UPPER POTOMAC RIVER: 8; <80; algae; 1.5 at Point of Rocks and steady.
There are small areas between Seneca and Brunswick that are still holding nice populations of smallmouth bass and they have a common theme: food! As much as the smaller fish were affected by last year’s torrents—the crawfish population really took a thumping. Find those areas where the crawfish survived—and you have found the smallmouth colonies.
The river level has “kinda” stabilized and water temperature should continue a slow decline but still beware the levels of bacteria in the water and keep wounds dry and covered.
Those remaining “larger” bass are suckers for a Whopper Plopper in the morning and evening—and according to KP3—“all day.” Keep one tied on. The “Under Chin” with a 4” Case Magic Swim, “teaser-size Campground Special tubes and 4” Case Magic Stik are your best bet. It’s 6-pound test time and I really like the Bass Pro Excel mono. You can’t beat the Ardent Edge rod and C-Force or Bolt reel for the money. If there is any one thing an angler can do to improve his results—it’s “use good stuff.”
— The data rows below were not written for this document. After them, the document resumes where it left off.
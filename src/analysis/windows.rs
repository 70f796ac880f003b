//! Windowed report selection and counting.
//!
//! "Recent" always means a trailing duration ending at a caller-supplied
//! `now_ms`, never a stored field — so the same report collection gives
//! different answers as real time passes, and staleness is automatic
//! with no expiry job.
//!
//! # Clock injection
//! Functions here take `now_ms` rather than reading the wall clock, so
//! windowing is deterministic in tests. [`now_ms`] is the one place the
//! real clock is read.

use chrono::Utc;

use crate::model::{LevelCounts, Report, HOUR_MS};

/// Current wall-clock time in milliseconds since the Unix epoch.
pub fn now_ms() -> i64 {
    Utc::now().timestamp_millis()
}

/// Returns `true` if the report falls within the trailing window:
/// `now - ts <= window_ms`.
///
/// The boundary is inclusive — a report exactly `window_ms` old still
/// counts. A future `ts` (client clock skew) gives a negative age that
/// trivially satisfies the bound; this inclusion is the long-observed
/// behavior and is kept as-is.
pub fn in_window(report: &Report, window_ms: i64, now_ms: i64) -> bool {
    now_ms - report.ts <= window_ms
}

/// Tallies reports by level. Levels outside 1–3 cannot occur in
/// normalized input and are ignored.
pub fn count_levels<'a>(reports: impl IntoIterator<Item = &'a Report>) -> LevelCounts {
    let mut counts = LevelCounts::default();
    for report in reports {
        match report.level {
            1 => counts.green += 1,
            2 => counts.orange += 1,
            3 => counts.red += 1,
            _ => {}
        }
    }
    counts
}

/// Per-level counts over a window, with optional beach and category
/// filters. `None` for a filter means "all".
pub fn windowed_counts(
    reports: &[Report],
    beach_id: Option<i64>,
    category: Option<&str>,
    window_ms: i64,
    now_ms: i64,
) -> LevelCounts {
    count_levels(reports.iter().filter(|r| {
        in_window(r, window_ms, now_ms)
            && beach_id.is_none_or(|id| r.beach_id == id)
            && category.is_none_or(|c| r.category == c)
    }))
}

/// All in-window reports for one beach, any category.
pub fn recent_for_beach<'a>(
    reports: &'a [Report],
    beach_id: i64,
    window_ms: i64,
    now_ms: i64,
) -> Vec<&'a Report> {
    reports
        .iter()
        .filter(|r| r.beach_id == beach_id && in_window(r, window_ms, now_ms))
        .collect()
}

/// Human-readable label for a window duration, rounded to whole hours:
/// "1 h", "3 h", "24 h". Display only.
pub fn window_label(window_ms: i64) -> String {
    let hours = (window_ms as f64 / HOUR_MS as f64).round() as i64;
    format!("{} h", hours)
}

/// "Time since" label for a report timestamp: "à l'instant", "12 min",
/// "2 h", "3 j". A timestamp in the future yields "—".
pub fn time_ago(ts: i64, now_ms: i64) -> String {
    // Floor division keeps sub-minute future skew negative instead of
    // truncating it to "à l'instant".
    let min = (now_ms - ts).div_euclid(60_000);

    if min < 0 {
        return "—".to_string();
    }
    if min < 1 {
        return "à l'instant".to_string();
    }
    if min < 60 {
        return format!("{} min", min);
    }

    let hours = min / 60;
    if hours < 48 {
        return format!("{} h", hours);
    }

    format!("{} j", hours / 24)
}

// ---------------------------------------------------------------------------
// Tests
// ---------------------------------------------------------------------------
Maryland needs to consider a “water use fee” for non-powered craft because they are “hogging” the boat ramps and parking lots without contribution.
TIDAL POTOMAC RIVER: **; low 80s; traffic dirty; dying grass is many areas.
Bass fishing “tightened up” substantially over the past week as can be verified by the results of the FLW/Costa, 136 boat, three day tournament out of Smallwood State Park where less than 39 pounds (3 day) won 38K and <19 pounds (2 day) got you a check. That’s <13 pounds a day for the win and 10 pounds a day for a check. Why the hell Maryland allows (actively solicits) bass tournaments in summer-hot water is way beyond reason but that’s what Maryland does. Just look at the rockfish and Canada geese regs for next year! One fish and one goose! That’s good for business. Huh!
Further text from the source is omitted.